- PROBLEM REQUIREMENTS
Output the data below exactly, down to the last character.

Data excerpts
——
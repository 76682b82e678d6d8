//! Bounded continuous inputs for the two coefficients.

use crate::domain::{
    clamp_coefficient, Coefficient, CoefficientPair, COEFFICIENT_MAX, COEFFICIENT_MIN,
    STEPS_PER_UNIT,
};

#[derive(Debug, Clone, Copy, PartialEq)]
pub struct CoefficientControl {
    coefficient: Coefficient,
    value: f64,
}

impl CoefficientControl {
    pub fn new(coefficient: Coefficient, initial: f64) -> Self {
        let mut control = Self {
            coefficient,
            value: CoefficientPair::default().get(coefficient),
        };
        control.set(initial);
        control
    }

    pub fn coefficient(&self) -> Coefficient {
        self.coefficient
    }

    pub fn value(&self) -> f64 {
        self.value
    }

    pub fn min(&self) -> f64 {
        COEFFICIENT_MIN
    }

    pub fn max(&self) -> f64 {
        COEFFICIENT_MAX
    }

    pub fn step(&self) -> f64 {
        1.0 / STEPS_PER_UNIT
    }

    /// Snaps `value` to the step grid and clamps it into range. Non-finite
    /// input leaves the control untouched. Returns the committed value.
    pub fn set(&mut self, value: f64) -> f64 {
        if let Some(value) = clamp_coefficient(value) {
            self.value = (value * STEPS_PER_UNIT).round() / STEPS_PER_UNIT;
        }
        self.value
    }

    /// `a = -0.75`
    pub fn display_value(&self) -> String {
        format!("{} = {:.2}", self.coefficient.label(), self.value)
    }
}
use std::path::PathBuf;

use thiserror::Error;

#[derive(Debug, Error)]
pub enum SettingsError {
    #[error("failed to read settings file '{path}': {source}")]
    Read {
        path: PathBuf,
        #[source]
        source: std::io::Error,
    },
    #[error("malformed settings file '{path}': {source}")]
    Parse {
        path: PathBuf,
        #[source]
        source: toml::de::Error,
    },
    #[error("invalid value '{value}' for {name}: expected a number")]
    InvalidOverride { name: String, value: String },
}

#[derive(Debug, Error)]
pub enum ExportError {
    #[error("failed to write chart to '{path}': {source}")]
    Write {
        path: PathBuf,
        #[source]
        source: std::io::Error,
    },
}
——
- RESPONSE AREA
repository 76682b82e678d6d8
//! Bounded continuous inputs for the two coefficients.

use crate::domain::{
    clamp_coefficient, Coefficient, CoefficientPair, COEFFICIENT_MAX, COEFFICIENT_MIN,
    STEPS_PER_UNIT,
};

#[derive(Debug, Clone, Copy, PartialEq)]
pub struct CoefficientControl {
    coefficient: Coefficient,
    value: f64,
}

impl CoefficientControl {
    pub fn new(coefficient: Coefficient, initial: f64) -> Self {
        let mut control = Self {
            coefficient,
            value: CoefficientPair::default().get(coefficient),
        };
        control.set(initial);
        control
    }

    pub fn coefficient(&self) -> Coefficient {
        self.coefficient
    }

    pub fn value(&self) -> f64 {
        self.value
    }

    pub fn min(&self) -> f64 {
        COEFFICIENT_MIN
    }

    pub fn max(&self) -> f64 {
        COEFFICIENT_MAX
    }

    pub fn step(&self) -> f64 {
        1.0 / STEPS_PER_UNIT
    }

    /// Snaps `value` to the step grid and clamps it into range. Non-finite
    /// input leaves the control untouched. Returns the committed value.
    pub fn set(&mut self, value: f64) -> f64 {
        if let Some(value) = clamp_coefficient(value) {
            self.value = (value * STEPS_PER_UNIT).round() / STEPS_PER_UNIT;
        }
        self.value
    }

    /// `a = -0.75`
    pub fn display_value(&self) -> String {
        format!("{} = {:.2}", self.coefficient.label(), self.value)
    }
}
use std::path::PathBuf;

use thiserror::Error;

#[derive(Debug, Error)]
pub enum SettingsError {
    #[error("failed to read settings file '{path}': {source}")]
    Read {
        path: PathBuf,
        #[source]
        source: std::io::Error,
    },
    #[error("malformed settings file '{path}': {source}")]
    Parse {
        path: PathBuf,
        #[source]
        source: toml::de::Error,
    },
    #[error("invalid value '{value}' for {name}: expected a number")]
    InvalidOverride { name: String, value: String },
}

#[derive(Debug, Error)]
pub enum ExportError {
    #[error("failed to write chart to '{path}': {source}")]
    Write {
        path: PathBuf,
        #[source]
        source: std::io::Error,
    },
}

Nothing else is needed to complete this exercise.